TASK STATEMENT: Please filter the data below down to the lines holding the string "BatchObjectResult".

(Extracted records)

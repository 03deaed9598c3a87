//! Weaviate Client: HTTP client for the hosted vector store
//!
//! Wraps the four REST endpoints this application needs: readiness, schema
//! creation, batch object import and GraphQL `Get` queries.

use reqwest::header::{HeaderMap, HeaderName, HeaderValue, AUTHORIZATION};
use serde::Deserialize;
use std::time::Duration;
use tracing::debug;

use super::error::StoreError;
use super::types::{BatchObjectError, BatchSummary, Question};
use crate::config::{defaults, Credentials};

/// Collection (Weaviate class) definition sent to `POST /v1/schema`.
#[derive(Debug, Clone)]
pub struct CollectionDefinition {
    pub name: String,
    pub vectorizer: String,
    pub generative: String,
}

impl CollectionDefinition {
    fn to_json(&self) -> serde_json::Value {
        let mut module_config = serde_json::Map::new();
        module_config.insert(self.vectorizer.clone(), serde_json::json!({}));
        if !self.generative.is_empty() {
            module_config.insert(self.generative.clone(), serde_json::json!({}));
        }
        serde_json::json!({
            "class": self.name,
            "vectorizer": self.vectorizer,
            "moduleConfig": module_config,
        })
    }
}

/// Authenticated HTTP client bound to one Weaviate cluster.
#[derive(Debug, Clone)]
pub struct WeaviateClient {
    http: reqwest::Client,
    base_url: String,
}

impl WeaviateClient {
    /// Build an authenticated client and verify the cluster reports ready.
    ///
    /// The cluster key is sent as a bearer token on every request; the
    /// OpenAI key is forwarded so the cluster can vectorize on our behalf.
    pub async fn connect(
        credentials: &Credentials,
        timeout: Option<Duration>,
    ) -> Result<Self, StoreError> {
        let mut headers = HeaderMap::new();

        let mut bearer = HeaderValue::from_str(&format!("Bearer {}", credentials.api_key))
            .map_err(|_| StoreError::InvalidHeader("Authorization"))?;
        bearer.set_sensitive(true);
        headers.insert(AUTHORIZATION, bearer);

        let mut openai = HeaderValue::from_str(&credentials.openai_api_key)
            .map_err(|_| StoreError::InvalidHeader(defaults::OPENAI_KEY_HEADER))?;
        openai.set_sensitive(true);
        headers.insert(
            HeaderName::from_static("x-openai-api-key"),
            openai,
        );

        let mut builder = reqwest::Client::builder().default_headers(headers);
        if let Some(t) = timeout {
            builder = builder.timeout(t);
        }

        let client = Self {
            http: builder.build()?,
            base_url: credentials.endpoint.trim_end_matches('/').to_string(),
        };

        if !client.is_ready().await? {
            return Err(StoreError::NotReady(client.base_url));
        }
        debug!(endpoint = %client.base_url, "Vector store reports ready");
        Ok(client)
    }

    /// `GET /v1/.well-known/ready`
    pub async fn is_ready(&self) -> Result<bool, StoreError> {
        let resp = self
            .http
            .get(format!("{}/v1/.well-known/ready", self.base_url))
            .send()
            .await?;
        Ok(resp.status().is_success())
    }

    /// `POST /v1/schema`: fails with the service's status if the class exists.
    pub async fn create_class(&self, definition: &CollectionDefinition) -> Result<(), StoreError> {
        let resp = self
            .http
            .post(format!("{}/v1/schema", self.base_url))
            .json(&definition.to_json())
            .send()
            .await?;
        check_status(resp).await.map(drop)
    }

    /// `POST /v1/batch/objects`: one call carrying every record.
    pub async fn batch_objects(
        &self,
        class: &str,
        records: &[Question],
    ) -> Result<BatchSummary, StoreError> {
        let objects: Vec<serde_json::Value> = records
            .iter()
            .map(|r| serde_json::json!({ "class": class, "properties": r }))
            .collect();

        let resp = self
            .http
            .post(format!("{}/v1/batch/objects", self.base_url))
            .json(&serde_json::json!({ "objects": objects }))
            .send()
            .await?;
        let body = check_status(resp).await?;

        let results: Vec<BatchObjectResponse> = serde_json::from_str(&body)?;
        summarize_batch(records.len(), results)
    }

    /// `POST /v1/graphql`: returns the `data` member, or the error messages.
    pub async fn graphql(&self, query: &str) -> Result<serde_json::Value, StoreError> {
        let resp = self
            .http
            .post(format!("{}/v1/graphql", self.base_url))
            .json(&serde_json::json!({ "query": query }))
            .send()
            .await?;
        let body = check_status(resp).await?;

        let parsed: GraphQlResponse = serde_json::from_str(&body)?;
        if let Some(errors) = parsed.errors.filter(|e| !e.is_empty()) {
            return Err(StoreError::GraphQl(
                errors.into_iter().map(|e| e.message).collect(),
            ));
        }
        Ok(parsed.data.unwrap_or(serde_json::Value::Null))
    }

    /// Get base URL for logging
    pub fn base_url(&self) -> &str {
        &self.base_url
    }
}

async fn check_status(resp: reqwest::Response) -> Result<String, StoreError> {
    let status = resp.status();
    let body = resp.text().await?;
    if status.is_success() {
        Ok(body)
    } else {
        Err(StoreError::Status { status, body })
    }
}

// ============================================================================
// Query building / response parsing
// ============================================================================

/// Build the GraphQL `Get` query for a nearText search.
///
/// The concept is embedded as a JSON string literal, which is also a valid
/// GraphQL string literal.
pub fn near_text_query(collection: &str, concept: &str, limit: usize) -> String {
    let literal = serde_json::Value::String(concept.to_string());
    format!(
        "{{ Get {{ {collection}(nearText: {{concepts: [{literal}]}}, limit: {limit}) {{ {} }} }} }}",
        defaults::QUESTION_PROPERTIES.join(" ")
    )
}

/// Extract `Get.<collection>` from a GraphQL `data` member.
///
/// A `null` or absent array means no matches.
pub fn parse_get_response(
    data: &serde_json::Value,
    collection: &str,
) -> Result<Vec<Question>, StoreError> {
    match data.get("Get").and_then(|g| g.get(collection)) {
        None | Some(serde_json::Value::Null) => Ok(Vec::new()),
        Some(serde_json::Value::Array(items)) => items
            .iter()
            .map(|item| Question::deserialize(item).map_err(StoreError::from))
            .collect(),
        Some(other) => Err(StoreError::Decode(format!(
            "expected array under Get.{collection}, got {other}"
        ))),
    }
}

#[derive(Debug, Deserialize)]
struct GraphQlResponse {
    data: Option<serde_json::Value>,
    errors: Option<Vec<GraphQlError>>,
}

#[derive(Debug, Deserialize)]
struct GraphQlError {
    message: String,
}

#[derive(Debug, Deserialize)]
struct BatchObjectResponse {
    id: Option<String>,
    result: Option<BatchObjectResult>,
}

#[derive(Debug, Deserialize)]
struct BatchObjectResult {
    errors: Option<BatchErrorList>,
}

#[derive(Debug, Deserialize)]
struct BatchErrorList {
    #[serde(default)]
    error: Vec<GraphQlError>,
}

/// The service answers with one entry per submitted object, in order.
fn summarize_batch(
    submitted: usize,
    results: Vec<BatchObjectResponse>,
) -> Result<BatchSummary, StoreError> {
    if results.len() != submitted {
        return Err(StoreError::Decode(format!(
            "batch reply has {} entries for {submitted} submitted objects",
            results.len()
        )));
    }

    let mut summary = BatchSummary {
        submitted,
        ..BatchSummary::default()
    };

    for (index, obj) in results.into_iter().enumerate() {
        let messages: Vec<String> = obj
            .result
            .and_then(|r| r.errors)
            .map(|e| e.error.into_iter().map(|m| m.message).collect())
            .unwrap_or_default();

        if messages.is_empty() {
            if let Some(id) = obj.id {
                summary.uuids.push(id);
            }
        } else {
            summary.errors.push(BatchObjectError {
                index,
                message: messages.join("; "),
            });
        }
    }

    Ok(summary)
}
--
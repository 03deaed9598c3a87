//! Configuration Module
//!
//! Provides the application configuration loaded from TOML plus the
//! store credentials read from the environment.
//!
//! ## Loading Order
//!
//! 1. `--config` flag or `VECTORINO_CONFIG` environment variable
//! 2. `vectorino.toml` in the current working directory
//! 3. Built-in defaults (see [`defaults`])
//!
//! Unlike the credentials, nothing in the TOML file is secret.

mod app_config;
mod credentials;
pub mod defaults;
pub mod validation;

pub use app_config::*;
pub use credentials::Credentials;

SOLUTION FOR THIS PROBLEM:
    result: Option<BatchObjectResult>,
struct BatchObjectResult {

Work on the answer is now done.